Photo3D: Advancing Photorealistic 3D Generation through Structure‑Aligned Detail Enhancement
Abstract
Although recent 3D‑native generators have made great progress in synthesizing reliable geometry, they still fall short in achieving realistic appearances. A key obstacle lies in the lack of diverse and high-quality real-world 3D assets with rich surface details, since capturing such data is intrinsically difficult due to the diverse scales of scenes, non‑rigid motions of objects, and the limited precision of scanners.We introduce Photo3D, a framework for advancing photorealistic 3D generation, which is driven by the image data generated by the GPT‑4o‑Image model.Considering that the generated images can distort 3D structures due to their lack of multi‑view consistency, we design a structure‑aligned multi‑view synthesis pipeline and construct a detail‑enhanced multi‑view dataset paired with 3D geometry.

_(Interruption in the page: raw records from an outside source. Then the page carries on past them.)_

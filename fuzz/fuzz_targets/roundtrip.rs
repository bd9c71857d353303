#![no_main]

use libfuzzer_sys::fuzz_target;
use obscura::{
    config::Level,
    encryption::{transform, KeySchedule},
    ir::ScalarType,
};

const TYPES: [ScalarType; 6] = [
    ScalarType::I8,
    ScalarType::I16,
    ScalarType::I32,
    ScalarType::I64,
    ScalarType::F32,
    ScalarType::F64,
];

fuzz_target!(|data: &[u8]| {
    let Some((&header, rest)) = data.split_first() else {
        return;
    };
    let ty = TYPES[usize::from(header) % TYPES.len()];
    let lite_iterations = u32::from(header >> 4) % 16;
    let deep_iterations = u32::from(header & 0x0F) % 16;

    let size = ty.byte_size();
    let payload = &rest[..rest.len() - rest.len() % size];

    let schedule = KeySchedule::new(u64::from(header), "fuzz.c");
    let lite = schedule.derive_level("value", Level::Lite, lite_iterations);
    let deep = schedule.derive_level("value", Level::Deep, deep_iterations);

    let cipher = transform::encode_payload(ty, payload, &lite, &deep).unwrap();
    assert_eq!(cipher.len(), payload.len());
    let plain = transform::decode_payload(ty, &cipher, &lite, &deep).unwrap();
    assert_eq!(plain, payload);
});
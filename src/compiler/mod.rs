//! Pass infrastructure for the protection pipeline.
//!
//! This module provides the layer between the policy and the host representation:
//!
//! - [`crate::config`] resolves flags into an [`EffectivePolicy`](crate::config::EffectivePolicy)
//! - [`compiler`](self) runs the passes that transform one unit under that policy
//! - [`crate::engine`] drives units through the pipeline and collects results
//!
//! # Architecture
//!
//! ```text
//! ┌──────────────────────────────────────────────────────────────────┐
//! │                      Protection Pipeline                         │
//! ├──────────────────────────────────────────────────────────────────┤
//! │                                                                  │
//! │  CompilerContext              Per-unit state                     │
//! │    ├─ Policy, seed, unit id   (read by every pass)               │
//! │    ├─ Included declarations   (filter → encryption)              │
//! │    ├─ Artifacts               (encryption → rewrite)             │
//! │    └─ EventLog                                                   │
//! │                                                                  │
//! │  PassScheduler                Ordered, single-shot execution     │
//! │    ├─ PromotionPass           (locals → private globals)         │
//! │    ├─ FilterPass              (whitelist, blacklist, tags)       │
//! │    ├─ EncryptionPass          (Lite/Deep ciphertext)             │
//! │    └─ RewritePass             (initializers, decode sequences)   │
//! │                                                                  │
//! │  ModulePass trait             Interface for all passes           │
//! │    ├─ run()                   Whole-unit transformation          │
//! │    ├─ initialize()            Setup before run                   │
//! │    └─ finalize()              Cleanup after run                  │
//! │                                                                  │
//! │  EventLog                     Change tracking and diagnostics    │
//! │                                                                  │
//! └──────────────────────────────────────────────────────────────────┘
//! ```

mod context;
mod events;
mod pass;
mod passes;
mod scheduler;

pub use context::{CompilerContext, IncludedDeclaration};
pub use events::{DerivedStats, Event, EventBuilder, EventKind, EventLog, EventLogIter};
pub use pass::ModulePass;
pub use passes::{EncryptionPass, FilterPass, PromotionPass, RewritePass};
pub use scheduler::PassScheduler;
//! Configuration for the protection engine.
//!
//! These settings belong to the build, not to a compilation unit: unit-level
//! behaviour comes from the flags resolved per unit.

/// Configuration for the protection engine.
#[derive(Debug, Clone, PartialEq, Eq)]
pub struct EngineConfig {
    /// Process units and declarations on the rayon pool (default: true).
    pub parallel: bool,

    /// Iteration counts above this are reported as informational (default: 15).
    pub max_iterations_warning: u32,

    /// Build seed mixed into every key derivation and promotion draw (default: 0).
    ///
    /// Identical sources, flags and seed always produce identical output.
    pub seed: u64,
}

impl Default for EngineConfig {
    fn default() -> Self {
        Self {
            parallel: true,
            max_iterations_warning: 15,
            seed: 0,
        }
    }
}

impl EngineConfig {
    /// Enables or disables parallel processing (builder pattern).
    #[must_use]
    pub fn with_parallel(mut self, parallel: bool) -> Self {
        self.parallel = parallel;
        self
    }

    /// Sets the iteration count above which resolution reports (builder pattern).
    #[must_use]
    pub fn with_max_iterations_warning(mut self, max_iterations_warning: u32) -> Self {
        self.max_iterations_warning = max_iterations_warning;
        self
    }

    /// Sets the build seed (builder pattern).
    #[must_use]
    pub fn with_seed(mut self, seed: u64) -> Self {
        self.seed = seed;
        self
    }
}

#[cfg(test)]
mod tests {
    use super::*;

    #[test]
    fn test_defaults() {
        let config = EngineConfig::default();
        assert!(config.parallel);
        assert_eq!(config.max_iterations_warning, 15);
        assert_eq!(config.seed, 0);

        let config = config.with_parallel(false).with_seed(7).with_max_iterations_warning(4);
        assert!(!config.parallel);
        assert_eq!(config.seed, 7);
        assert_eq!(config.max_iterations_warning, 4);
    }
}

Building on it, we present a realistic detail enhancement scheme that leverages perceptual feature adaptation and semantic structure matching to enforce appearance consistency with the realistic detail priors while preserving the structural consistency with the 3D-native geometry. While our scheme is general to different 3D-native generators, we present dedicated training strategies to facilitate the optimization of geometry-texture coupled and decoupled 3D-native generation paradigms. Experiments demonstrate that Photo3D generalizes well across diverse 3D‑native generation paradigms and achieves state‑of‑the‑art photorealistic 3D generation performance. Codes, models and datasets will be released.